**Exercise details**
Show every line of the data where the word "agent" can be found.

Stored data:
________
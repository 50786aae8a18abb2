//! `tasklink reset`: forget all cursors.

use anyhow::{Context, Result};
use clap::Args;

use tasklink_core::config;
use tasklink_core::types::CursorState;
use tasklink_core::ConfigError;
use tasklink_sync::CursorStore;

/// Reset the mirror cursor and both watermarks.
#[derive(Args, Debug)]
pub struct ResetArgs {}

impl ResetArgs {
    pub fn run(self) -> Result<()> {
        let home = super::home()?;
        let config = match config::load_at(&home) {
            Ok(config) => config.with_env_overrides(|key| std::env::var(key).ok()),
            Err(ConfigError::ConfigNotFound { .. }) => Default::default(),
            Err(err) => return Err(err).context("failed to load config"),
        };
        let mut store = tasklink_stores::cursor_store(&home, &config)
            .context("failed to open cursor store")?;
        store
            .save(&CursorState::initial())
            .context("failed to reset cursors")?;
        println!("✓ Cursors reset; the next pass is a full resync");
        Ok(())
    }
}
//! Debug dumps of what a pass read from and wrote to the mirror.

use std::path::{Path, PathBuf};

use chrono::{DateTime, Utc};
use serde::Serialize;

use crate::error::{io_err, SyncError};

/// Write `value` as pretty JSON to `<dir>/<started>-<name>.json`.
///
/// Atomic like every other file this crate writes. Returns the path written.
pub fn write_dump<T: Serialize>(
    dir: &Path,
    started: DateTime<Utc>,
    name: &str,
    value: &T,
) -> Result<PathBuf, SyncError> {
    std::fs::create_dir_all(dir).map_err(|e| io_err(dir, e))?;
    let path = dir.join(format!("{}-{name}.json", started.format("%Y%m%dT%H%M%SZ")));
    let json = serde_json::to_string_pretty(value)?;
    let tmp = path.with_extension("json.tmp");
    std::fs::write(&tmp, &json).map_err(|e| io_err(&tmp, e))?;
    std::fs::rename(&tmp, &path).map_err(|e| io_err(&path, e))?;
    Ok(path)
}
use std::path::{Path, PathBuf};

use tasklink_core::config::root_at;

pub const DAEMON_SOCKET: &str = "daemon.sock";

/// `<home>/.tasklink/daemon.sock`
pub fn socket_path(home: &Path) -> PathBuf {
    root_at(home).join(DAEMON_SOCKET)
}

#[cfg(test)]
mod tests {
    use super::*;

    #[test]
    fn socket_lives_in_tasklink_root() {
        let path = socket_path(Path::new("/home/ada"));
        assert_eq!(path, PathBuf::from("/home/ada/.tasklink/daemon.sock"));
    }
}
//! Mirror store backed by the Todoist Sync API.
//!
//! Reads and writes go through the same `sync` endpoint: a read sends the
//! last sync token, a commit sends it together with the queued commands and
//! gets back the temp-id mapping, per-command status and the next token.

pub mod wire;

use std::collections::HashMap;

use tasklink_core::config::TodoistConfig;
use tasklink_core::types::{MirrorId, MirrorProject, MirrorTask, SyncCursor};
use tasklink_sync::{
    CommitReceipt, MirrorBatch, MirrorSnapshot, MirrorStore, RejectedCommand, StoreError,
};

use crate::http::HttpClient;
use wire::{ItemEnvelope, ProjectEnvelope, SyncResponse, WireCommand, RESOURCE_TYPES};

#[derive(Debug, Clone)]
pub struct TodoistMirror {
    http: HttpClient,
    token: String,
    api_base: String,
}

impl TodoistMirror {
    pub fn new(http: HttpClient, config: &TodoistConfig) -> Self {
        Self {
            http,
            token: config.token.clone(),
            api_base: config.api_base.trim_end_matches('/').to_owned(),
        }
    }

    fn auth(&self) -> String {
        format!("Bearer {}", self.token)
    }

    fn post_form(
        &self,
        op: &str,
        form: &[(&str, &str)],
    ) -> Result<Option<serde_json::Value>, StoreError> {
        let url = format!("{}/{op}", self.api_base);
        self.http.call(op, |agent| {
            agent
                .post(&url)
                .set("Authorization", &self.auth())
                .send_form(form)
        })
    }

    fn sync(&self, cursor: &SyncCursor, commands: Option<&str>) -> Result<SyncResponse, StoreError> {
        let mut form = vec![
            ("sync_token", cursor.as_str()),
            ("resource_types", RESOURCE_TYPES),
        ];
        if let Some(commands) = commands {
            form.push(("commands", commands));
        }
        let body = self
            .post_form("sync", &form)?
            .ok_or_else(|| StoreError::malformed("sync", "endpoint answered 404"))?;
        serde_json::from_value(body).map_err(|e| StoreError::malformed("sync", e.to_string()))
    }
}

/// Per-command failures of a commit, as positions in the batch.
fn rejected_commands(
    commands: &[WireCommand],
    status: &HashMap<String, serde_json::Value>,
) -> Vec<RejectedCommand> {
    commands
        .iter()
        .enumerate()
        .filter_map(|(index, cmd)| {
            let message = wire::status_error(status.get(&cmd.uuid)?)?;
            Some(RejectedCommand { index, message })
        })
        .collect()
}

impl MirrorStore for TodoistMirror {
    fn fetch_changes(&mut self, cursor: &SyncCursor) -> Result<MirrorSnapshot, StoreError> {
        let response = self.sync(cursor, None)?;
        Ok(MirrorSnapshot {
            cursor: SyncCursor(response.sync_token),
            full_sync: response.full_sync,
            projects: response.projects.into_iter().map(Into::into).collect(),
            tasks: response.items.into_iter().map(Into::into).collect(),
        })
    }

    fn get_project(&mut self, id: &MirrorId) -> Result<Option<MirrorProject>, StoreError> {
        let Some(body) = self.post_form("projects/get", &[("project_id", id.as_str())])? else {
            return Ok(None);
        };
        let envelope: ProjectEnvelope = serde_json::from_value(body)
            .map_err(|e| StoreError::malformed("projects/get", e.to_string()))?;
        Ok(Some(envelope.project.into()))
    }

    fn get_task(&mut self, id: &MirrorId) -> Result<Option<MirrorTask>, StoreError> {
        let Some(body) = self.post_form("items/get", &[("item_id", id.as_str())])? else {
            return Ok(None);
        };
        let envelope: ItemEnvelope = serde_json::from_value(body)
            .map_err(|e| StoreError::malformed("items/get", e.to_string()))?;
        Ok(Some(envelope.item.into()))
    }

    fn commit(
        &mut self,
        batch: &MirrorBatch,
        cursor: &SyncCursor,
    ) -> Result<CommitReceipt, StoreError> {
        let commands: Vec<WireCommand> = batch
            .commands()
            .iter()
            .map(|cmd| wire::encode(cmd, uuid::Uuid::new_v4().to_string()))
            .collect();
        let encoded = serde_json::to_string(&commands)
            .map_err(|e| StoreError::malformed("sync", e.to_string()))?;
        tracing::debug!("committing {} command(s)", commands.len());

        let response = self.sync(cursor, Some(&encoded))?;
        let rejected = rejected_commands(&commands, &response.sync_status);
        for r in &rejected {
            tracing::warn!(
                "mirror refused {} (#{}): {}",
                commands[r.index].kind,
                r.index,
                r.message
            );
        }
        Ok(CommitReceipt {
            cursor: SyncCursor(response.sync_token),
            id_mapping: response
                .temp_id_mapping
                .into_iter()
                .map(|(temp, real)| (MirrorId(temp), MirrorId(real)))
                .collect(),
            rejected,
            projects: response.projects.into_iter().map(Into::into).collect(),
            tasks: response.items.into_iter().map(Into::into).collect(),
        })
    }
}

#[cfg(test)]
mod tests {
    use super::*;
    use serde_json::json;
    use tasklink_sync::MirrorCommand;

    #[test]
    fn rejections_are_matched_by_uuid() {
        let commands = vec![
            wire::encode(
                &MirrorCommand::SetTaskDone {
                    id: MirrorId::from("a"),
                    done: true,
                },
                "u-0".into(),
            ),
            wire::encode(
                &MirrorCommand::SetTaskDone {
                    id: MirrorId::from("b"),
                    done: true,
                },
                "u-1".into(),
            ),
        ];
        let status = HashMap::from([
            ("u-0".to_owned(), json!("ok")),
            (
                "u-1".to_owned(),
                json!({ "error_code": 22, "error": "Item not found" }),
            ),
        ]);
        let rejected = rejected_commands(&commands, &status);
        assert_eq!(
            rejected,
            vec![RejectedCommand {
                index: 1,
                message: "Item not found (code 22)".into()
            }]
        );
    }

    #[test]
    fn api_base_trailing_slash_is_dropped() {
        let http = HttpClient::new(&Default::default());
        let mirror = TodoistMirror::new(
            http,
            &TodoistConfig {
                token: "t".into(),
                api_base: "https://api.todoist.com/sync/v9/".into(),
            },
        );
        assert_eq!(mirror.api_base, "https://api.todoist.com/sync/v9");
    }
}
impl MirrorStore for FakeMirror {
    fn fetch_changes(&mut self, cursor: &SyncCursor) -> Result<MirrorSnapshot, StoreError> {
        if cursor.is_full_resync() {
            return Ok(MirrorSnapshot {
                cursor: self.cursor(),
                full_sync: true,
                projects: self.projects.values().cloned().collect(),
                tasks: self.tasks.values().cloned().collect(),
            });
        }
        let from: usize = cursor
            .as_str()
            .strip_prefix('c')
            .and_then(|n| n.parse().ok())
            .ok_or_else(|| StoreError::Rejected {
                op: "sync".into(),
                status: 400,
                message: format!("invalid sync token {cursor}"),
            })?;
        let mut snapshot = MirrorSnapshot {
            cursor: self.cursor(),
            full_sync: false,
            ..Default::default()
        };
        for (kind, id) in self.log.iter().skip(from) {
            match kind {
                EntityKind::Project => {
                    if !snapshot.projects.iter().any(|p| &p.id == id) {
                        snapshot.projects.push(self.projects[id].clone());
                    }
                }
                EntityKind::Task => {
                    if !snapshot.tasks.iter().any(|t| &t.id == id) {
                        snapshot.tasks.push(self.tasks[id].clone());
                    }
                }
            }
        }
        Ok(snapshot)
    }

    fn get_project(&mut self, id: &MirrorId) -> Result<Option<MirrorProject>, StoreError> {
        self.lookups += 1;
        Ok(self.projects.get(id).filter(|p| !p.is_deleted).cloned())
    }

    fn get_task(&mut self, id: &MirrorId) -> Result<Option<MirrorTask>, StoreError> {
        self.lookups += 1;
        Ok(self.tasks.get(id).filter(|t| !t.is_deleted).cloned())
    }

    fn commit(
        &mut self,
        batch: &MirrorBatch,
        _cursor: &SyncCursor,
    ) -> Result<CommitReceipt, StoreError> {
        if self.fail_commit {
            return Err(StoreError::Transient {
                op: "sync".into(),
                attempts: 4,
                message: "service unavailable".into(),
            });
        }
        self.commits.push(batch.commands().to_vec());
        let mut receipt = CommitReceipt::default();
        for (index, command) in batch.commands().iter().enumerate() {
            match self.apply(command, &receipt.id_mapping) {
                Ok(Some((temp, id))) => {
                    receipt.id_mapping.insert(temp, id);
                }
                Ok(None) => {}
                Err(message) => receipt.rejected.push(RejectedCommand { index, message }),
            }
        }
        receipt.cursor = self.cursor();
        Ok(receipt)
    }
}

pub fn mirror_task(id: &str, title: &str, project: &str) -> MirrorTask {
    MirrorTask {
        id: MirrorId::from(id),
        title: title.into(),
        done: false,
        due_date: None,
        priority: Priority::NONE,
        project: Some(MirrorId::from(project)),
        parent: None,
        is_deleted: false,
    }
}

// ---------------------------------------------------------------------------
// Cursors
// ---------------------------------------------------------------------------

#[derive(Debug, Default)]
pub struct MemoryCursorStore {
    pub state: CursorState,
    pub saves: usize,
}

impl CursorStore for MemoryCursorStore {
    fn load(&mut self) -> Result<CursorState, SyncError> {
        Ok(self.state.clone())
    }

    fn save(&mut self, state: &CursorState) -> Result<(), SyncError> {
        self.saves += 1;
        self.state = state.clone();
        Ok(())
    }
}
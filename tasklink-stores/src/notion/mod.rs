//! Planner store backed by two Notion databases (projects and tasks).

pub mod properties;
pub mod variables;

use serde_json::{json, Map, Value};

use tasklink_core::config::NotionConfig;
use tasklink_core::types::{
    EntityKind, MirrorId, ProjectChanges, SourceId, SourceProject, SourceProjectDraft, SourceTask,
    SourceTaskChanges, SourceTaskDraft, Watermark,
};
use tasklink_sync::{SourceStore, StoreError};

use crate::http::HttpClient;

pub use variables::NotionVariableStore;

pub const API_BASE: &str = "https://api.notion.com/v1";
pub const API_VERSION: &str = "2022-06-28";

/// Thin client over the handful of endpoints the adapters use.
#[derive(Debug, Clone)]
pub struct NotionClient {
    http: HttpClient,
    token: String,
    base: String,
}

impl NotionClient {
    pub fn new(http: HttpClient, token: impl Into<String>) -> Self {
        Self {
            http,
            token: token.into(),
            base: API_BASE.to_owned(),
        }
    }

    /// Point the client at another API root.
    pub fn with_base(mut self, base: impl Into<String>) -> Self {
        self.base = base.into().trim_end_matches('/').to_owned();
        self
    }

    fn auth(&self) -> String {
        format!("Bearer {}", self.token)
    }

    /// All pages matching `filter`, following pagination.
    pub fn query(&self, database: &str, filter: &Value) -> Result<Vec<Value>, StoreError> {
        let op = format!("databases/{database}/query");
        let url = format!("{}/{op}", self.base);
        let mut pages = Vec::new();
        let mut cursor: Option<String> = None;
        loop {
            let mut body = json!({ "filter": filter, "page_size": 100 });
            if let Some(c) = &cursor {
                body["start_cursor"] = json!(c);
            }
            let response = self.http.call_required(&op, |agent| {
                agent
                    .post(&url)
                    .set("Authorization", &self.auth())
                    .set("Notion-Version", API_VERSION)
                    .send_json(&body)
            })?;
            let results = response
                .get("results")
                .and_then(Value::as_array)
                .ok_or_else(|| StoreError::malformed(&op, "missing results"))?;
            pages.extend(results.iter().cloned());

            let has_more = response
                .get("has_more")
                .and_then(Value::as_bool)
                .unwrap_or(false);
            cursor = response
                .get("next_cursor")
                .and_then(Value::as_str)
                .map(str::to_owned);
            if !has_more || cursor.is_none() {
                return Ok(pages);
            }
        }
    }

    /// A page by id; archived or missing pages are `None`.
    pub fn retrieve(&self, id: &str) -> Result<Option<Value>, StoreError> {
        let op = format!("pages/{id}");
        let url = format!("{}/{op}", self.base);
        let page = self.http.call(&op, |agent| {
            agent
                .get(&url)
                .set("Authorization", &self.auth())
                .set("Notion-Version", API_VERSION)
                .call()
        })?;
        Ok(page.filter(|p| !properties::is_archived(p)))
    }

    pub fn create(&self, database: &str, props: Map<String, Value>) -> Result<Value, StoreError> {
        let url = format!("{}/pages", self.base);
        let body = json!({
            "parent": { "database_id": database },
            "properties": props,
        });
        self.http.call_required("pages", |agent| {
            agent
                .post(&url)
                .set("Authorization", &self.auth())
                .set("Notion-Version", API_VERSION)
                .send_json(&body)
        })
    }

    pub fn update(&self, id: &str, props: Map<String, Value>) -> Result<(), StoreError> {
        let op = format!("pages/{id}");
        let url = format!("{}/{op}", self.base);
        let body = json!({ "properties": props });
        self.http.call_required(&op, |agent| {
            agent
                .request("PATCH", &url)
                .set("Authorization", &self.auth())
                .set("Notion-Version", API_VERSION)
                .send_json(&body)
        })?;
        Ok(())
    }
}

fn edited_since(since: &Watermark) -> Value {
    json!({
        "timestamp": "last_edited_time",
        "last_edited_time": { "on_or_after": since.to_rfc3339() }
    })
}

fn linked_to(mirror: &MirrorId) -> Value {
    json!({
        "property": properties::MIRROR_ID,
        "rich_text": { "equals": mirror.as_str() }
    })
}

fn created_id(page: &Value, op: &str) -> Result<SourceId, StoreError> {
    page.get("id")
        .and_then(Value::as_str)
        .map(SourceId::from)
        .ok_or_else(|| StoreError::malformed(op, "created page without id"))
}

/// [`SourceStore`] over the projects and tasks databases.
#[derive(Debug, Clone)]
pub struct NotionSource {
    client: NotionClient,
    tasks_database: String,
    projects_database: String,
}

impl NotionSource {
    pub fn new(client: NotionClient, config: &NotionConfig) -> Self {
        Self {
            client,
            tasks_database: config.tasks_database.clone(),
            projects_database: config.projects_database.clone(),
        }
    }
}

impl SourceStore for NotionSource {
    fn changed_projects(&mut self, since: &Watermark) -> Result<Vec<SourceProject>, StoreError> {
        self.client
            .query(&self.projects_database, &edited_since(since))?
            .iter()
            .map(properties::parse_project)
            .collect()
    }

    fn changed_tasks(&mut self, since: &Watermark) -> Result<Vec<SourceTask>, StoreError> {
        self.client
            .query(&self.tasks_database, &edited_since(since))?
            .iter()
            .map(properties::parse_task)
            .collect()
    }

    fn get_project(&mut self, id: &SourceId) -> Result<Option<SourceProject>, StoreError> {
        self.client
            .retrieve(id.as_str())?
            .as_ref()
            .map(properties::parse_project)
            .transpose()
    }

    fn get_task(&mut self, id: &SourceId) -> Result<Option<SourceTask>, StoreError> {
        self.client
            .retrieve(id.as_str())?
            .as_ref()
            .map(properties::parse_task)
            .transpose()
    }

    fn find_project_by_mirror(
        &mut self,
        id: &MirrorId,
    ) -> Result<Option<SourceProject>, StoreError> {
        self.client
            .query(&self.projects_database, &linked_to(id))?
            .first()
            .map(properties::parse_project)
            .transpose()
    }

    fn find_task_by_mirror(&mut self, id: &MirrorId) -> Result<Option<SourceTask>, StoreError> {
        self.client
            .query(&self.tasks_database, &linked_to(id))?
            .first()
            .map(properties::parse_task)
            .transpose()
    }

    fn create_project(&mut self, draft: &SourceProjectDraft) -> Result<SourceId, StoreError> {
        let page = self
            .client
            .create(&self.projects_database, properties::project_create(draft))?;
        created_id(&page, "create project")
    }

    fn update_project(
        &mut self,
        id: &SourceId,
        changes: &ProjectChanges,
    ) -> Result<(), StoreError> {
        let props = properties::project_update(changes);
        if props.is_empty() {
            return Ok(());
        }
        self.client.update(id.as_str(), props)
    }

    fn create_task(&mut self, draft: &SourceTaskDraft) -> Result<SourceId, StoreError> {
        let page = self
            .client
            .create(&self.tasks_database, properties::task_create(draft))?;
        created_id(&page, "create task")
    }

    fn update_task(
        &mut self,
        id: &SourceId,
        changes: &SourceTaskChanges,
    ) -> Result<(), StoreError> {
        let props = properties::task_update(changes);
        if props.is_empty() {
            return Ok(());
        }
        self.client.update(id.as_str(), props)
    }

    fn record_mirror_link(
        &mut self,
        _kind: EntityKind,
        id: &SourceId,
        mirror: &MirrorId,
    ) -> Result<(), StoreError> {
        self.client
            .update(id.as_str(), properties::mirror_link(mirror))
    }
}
________
**Reply**
        self.http.call(op, |agent| {
            agent
            let response = self.http.call_required(&op, |agent| {
                agent
        let page = self.http.call(&op, |agent| {
            agent
        self.http.call_required("pages", |agent| {
            agent
        self.http.call_required(&op, |agent| {
            agent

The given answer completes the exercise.